Action item: Filter the material below down to the lines with the word "MouseScroll" and give those lines.

Stored data:
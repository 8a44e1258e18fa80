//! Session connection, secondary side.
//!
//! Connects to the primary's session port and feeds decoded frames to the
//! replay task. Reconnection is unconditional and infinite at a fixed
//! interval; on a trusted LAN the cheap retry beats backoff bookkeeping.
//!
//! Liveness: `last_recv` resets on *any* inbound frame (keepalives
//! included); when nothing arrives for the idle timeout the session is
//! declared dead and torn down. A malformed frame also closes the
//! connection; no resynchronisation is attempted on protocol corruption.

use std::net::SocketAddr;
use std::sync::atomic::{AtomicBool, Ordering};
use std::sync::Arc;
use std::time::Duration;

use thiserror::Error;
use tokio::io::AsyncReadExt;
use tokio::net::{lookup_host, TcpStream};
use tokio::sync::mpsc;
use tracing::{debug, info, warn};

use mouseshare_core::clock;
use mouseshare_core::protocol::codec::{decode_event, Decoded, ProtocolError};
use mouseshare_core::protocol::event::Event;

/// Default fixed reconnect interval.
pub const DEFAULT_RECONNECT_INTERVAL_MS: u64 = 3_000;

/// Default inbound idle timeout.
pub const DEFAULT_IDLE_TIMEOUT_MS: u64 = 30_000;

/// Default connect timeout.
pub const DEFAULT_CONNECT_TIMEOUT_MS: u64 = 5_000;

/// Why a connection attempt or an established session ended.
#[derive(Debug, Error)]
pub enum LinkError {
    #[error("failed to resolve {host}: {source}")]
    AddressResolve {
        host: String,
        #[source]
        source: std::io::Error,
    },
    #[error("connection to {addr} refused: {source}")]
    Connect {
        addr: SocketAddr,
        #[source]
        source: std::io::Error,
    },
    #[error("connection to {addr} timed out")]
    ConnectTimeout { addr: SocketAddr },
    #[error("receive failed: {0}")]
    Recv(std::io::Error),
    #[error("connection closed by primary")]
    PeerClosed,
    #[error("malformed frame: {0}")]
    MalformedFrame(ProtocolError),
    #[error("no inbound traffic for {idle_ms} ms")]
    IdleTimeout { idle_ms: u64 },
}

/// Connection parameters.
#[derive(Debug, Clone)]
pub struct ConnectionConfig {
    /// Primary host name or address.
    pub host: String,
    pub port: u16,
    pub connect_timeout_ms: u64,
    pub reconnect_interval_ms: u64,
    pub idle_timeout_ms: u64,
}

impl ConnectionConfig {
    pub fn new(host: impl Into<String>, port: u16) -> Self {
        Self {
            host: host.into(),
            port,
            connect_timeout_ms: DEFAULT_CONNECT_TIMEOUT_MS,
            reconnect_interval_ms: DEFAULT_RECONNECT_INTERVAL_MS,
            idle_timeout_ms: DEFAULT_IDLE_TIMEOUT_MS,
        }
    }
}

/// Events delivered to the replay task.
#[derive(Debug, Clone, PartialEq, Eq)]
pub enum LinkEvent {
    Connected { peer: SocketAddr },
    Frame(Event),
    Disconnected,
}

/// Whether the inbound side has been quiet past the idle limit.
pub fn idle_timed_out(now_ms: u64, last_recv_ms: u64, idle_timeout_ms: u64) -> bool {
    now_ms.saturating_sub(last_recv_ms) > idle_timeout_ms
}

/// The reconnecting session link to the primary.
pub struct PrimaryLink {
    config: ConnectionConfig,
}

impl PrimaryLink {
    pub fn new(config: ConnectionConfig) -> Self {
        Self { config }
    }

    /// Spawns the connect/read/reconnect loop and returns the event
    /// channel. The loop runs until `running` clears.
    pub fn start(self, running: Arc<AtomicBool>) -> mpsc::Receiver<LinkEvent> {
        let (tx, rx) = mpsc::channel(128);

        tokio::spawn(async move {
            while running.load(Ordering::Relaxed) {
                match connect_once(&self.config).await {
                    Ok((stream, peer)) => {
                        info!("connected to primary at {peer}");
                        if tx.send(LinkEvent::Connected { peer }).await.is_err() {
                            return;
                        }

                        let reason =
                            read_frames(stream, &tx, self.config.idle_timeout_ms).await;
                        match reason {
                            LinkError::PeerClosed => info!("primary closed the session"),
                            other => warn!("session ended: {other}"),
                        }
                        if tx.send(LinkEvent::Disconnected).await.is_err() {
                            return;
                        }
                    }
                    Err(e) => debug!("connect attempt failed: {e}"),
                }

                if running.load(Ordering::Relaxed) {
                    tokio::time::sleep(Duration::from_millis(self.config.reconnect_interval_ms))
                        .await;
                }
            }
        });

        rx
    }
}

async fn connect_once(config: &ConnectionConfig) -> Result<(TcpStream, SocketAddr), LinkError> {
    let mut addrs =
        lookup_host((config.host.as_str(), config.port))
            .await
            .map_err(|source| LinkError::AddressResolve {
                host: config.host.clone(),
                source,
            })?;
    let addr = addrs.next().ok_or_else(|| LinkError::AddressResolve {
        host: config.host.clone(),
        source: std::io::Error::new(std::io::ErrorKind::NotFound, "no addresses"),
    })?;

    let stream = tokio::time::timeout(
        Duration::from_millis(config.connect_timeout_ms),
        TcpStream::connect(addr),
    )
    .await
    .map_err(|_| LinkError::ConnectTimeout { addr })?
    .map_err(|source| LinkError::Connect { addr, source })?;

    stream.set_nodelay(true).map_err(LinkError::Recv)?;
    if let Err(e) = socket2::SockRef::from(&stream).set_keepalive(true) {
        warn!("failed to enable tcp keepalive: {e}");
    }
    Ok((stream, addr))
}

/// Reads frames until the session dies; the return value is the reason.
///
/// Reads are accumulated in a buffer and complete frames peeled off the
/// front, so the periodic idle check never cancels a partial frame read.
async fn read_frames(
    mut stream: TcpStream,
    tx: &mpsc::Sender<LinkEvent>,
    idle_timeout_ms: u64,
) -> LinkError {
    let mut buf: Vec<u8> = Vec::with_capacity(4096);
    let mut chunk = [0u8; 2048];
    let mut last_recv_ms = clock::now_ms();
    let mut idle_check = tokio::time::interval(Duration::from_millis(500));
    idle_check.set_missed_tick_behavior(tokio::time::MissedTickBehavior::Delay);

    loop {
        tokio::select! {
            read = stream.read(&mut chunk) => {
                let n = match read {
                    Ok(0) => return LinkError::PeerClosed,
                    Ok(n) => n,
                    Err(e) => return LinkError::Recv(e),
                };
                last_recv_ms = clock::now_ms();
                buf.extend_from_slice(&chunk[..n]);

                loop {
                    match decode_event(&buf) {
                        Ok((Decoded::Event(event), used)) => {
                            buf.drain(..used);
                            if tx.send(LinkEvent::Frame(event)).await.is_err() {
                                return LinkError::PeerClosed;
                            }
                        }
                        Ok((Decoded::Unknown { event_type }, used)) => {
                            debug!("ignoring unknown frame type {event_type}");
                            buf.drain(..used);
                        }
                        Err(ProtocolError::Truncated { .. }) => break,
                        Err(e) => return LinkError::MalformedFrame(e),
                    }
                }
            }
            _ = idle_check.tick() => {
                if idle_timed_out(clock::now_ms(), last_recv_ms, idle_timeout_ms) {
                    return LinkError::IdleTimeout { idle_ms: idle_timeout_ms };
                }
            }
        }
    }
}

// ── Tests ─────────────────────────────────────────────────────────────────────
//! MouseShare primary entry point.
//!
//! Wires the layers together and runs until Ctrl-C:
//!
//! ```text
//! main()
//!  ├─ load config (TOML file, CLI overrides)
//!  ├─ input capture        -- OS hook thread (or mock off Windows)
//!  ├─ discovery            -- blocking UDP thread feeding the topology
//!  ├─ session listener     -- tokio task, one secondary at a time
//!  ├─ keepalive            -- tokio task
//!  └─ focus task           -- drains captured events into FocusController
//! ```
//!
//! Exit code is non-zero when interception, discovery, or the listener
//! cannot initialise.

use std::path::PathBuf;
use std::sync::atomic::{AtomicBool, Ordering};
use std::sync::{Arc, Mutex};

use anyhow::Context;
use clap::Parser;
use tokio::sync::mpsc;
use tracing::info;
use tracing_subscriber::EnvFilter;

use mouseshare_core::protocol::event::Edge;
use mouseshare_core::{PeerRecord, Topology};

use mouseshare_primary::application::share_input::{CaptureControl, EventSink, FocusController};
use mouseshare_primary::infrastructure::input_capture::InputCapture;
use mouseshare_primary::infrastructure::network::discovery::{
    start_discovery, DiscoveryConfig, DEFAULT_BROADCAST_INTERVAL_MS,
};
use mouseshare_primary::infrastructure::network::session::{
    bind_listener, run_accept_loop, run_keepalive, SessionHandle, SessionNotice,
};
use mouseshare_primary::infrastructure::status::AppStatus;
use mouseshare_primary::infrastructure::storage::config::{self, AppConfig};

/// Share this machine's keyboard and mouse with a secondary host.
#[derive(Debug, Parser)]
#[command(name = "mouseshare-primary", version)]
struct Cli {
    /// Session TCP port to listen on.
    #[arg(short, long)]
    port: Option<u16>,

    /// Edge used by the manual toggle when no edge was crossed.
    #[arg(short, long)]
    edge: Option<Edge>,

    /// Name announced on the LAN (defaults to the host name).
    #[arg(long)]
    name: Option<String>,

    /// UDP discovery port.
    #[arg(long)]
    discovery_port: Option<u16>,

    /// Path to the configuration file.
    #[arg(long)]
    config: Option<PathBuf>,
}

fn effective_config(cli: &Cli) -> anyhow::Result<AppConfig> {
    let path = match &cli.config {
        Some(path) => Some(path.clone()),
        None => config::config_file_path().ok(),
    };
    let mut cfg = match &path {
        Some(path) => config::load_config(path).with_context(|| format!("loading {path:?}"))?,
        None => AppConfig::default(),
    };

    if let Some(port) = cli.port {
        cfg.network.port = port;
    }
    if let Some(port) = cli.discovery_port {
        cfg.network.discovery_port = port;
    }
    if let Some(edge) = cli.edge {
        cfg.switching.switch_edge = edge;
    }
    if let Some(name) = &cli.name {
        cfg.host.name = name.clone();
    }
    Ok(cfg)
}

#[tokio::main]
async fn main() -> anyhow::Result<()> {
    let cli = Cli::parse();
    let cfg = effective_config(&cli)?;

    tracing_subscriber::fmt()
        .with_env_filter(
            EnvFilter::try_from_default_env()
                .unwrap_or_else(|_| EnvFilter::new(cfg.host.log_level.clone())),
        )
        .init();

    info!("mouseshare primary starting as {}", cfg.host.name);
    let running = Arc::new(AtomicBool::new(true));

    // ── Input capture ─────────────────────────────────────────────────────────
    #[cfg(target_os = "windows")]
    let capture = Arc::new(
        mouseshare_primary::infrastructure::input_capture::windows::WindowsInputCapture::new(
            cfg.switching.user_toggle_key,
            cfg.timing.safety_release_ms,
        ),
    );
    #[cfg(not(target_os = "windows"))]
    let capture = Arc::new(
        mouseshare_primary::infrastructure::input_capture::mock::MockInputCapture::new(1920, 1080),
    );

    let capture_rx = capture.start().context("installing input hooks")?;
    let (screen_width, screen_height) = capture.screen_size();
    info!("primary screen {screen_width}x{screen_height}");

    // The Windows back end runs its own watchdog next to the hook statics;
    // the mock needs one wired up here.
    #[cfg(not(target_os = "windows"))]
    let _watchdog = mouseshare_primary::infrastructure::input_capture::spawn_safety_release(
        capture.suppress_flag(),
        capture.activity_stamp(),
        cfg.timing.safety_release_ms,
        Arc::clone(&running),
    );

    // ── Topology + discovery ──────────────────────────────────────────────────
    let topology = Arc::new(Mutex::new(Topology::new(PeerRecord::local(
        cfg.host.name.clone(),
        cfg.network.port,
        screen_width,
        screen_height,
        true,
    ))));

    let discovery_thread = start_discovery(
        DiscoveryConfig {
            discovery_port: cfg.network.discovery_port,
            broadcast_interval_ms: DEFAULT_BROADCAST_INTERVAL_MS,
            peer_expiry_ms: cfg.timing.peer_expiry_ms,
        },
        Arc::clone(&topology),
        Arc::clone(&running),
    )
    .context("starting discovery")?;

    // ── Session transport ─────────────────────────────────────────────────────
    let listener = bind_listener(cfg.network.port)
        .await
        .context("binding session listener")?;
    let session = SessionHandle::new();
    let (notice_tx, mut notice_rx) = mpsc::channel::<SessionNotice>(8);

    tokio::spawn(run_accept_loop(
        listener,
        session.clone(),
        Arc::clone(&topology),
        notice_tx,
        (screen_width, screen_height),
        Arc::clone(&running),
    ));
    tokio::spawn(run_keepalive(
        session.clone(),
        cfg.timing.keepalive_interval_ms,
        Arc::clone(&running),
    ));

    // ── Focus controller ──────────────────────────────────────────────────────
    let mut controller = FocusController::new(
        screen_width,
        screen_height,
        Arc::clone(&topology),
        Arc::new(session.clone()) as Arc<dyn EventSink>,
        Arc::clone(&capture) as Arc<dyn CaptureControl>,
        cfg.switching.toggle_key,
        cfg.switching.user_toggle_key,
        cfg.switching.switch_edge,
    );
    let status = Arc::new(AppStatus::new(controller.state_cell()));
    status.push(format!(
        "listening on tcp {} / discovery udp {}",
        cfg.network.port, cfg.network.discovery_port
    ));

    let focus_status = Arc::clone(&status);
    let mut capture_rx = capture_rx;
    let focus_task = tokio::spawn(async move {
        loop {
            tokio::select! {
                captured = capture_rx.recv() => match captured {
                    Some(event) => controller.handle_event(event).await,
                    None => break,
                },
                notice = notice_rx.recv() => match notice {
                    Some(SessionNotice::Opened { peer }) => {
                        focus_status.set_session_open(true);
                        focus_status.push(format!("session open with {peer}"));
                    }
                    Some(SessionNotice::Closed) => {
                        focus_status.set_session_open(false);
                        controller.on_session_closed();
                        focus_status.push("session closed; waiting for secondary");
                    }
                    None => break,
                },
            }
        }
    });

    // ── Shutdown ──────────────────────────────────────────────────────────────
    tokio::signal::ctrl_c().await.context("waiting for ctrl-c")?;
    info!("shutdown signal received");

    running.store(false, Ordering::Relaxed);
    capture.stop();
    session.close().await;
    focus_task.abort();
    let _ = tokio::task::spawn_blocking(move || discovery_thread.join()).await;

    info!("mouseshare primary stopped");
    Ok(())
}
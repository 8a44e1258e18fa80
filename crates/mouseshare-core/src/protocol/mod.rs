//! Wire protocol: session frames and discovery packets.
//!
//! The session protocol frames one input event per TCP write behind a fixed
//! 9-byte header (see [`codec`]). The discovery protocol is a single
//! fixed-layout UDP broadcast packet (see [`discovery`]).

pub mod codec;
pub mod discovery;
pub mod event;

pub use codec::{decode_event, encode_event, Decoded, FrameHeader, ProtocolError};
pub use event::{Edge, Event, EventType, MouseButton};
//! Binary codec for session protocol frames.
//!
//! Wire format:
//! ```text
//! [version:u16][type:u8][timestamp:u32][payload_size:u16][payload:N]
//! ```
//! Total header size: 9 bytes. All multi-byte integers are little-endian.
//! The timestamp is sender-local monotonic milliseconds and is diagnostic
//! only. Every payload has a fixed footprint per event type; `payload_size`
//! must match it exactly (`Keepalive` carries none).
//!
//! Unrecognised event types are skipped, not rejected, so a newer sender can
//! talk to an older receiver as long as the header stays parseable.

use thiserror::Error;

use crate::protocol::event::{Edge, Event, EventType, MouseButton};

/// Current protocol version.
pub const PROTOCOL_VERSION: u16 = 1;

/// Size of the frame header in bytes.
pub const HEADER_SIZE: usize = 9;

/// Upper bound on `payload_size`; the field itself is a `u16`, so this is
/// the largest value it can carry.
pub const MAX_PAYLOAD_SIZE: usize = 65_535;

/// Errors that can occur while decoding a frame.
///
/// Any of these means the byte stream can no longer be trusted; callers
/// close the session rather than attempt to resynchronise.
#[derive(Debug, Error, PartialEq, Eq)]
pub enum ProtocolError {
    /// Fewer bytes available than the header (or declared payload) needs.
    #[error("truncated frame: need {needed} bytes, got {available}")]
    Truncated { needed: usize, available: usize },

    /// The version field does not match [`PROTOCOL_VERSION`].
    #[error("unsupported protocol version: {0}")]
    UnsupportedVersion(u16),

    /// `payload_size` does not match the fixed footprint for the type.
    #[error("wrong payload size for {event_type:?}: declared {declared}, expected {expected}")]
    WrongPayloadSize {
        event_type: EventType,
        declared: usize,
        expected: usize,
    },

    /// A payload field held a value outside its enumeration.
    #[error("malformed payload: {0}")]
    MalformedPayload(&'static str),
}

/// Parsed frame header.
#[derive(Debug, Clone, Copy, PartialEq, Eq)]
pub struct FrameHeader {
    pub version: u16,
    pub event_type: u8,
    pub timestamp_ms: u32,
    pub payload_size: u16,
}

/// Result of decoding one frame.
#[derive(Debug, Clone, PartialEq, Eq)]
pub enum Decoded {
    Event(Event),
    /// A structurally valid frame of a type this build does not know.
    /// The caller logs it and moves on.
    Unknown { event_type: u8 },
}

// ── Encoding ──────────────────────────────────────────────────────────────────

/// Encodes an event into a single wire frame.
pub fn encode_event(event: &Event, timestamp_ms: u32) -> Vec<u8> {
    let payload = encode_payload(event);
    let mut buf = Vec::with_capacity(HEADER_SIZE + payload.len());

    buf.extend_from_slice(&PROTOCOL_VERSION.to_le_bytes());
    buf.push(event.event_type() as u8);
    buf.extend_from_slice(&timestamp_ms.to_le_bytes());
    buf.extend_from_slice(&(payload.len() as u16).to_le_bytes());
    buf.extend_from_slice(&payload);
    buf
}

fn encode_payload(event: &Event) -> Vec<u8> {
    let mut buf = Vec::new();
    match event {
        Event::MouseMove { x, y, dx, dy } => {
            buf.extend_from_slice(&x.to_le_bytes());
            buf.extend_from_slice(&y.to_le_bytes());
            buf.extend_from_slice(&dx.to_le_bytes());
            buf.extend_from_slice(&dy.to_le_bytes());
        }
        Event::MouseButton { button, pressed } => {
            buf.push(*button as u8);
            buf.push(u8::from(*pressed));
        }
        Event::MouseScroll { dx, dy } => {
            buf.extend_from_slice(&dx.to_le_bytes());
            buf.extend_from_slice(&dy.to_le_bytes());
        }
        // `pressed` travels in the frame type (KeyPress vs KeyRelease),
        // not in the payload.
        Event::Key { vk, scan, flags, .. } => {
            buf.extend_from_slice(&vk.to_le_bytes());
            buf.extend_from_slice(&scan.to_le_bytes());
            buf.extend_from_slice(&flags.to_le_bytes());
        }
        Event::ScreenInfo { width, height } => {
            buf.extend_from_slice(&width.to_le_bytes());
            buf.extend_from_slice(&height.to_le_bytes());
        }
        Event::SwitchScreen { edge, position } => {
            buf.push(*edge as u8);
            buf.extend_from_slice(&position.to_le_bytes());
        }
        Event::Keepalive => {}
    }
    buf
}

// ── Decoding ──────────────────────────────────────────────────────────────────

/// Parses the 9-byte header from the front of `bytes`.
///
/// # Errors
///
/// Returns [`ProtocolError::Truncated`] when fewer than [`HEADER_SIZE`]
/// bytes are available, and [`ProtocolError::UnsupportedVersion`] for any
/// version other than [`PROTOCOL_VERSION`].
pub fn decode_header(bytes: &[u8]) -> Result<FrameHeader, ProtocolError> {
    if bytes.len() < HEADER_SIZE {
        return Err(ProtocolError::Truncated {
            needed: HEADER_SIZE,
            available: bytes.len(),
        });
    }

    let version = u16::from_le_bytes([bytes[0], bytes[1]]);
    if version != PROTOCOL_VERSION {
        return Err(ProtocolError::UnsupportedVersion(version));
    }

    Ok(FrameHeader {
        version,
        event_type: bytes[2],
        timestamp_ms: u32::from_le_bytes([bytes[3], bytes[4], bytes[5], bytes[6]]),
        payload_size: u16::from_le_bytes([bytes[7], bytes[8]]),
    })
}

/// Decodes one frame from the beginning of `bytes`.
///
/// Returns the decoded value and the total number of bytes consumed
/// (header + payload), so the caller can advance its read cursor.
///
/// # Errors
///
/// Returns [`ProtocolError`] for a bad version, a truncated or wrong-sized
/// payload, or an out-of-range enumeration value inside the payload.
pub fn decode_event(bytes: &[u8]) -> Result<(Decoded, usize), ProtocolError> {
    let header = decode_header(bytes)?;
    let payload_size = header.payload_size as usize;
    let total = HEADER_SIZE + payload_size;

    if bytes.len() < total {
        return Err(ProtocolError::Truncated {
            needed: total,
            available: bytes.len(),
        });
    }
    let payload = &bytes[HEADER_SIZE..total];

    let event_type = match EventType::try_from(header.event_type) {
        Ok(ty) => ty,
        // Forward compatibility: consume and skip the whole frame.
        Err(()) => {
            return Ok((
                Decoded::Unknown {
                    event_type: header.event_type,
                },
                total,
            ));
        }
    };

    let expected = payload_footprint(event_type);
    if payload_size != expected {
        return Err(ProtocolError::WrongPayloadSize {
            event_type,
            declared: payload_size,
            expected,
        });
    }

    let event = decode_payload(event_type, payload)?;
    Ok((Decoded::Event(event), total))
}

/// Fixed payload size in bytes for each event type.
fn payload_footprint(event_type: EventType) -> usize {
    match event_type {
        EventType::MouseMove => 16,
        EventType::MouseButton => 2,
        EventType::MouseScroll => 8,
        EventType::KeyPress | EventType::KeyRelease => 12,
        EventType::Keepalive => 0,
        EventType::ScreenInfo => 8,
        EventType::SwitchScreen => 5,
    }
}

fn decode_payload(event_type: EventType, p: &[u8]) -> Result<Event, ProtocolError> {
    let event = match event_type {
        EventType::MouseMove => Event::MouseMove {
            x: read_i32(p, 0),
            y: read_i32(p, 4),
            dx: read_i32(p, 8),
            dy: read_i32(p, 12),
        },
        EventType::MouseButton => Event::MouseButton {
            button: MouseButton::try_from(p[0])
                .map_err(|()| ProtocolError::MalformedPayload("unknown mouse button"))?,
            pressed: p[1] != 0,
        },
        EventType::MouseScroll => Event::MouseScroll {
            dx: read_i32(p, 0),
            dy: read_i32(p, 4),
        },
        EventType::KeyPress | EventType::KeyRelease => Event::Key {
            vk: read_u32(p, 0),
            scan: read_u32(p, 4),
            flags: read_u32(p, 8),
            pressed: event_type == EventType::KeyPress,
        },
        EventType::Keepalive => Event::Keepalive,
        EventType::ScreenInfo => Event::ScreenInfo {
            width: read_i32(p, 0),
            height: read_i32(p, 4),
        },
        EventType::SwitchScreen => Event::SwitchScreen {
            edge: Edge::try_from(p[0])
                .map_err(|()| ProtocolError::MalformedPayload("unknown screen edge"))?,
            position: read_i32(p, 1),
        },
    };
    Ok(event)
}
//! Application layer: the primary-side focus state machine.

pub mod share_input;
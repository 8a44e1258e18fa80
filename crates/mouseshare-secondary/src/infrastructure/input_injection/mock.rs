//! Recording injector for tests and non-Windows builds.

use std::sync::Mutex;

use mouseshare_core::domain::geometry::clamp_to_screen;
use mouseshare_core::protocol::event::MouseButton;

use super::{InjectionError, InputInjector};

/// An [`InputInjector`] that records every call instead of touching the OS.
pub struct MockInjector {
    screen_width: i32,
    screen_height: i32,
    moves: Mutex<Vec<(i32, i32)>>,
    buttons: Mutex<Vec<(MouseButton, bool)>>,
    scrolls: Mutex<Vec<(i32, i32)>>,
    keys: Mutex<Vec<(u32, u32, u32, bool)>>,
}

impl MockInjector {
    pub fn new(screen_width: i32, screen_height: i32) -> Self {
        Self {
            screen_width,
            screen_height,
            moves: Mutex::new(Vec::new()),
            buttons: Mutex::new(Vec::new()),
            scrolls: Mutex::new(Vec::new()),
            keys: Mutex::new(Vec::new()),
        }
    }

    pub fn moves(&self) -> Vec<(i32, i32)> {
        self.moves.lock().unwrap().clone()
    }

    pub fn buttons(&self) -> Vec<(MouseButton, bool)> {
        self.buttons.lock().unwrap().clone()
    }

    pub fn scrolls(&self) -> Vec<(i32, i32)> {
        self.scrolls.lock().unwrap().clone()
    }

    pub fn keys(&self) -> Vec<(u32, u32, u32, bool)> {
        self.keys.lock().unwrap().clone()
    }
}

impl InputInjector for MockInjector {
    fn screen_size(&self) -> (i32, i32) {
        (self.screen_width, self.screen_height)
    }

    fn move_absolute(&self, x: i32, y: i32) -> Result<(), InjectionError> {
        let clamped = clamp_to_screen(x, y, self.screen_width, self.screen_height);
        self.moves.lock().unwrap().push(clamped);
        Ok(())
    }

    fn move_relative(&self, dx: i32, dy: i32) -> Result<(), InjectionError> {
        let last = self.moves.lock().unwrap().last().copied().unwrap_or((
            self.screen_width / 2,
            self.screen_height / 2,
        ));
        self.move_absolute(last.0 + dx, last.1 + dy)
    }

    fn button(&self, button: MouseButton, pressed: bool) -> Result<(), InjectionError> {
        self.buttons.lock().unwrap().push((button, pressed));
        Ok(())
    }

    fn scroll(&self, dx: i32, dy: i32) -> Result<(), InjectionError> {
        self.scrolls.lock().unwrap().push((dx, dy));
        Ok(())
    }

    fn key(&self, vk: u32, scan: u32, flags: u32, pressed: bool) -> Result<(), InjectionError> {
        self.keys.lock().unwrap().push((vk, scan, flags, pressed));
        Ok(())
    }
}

Your solution:
        Event::MouseScroll { dx, dy } => {
        EventType::MouseScroll => 8,
        EventType::MouseScroll => Event::MouseScroll {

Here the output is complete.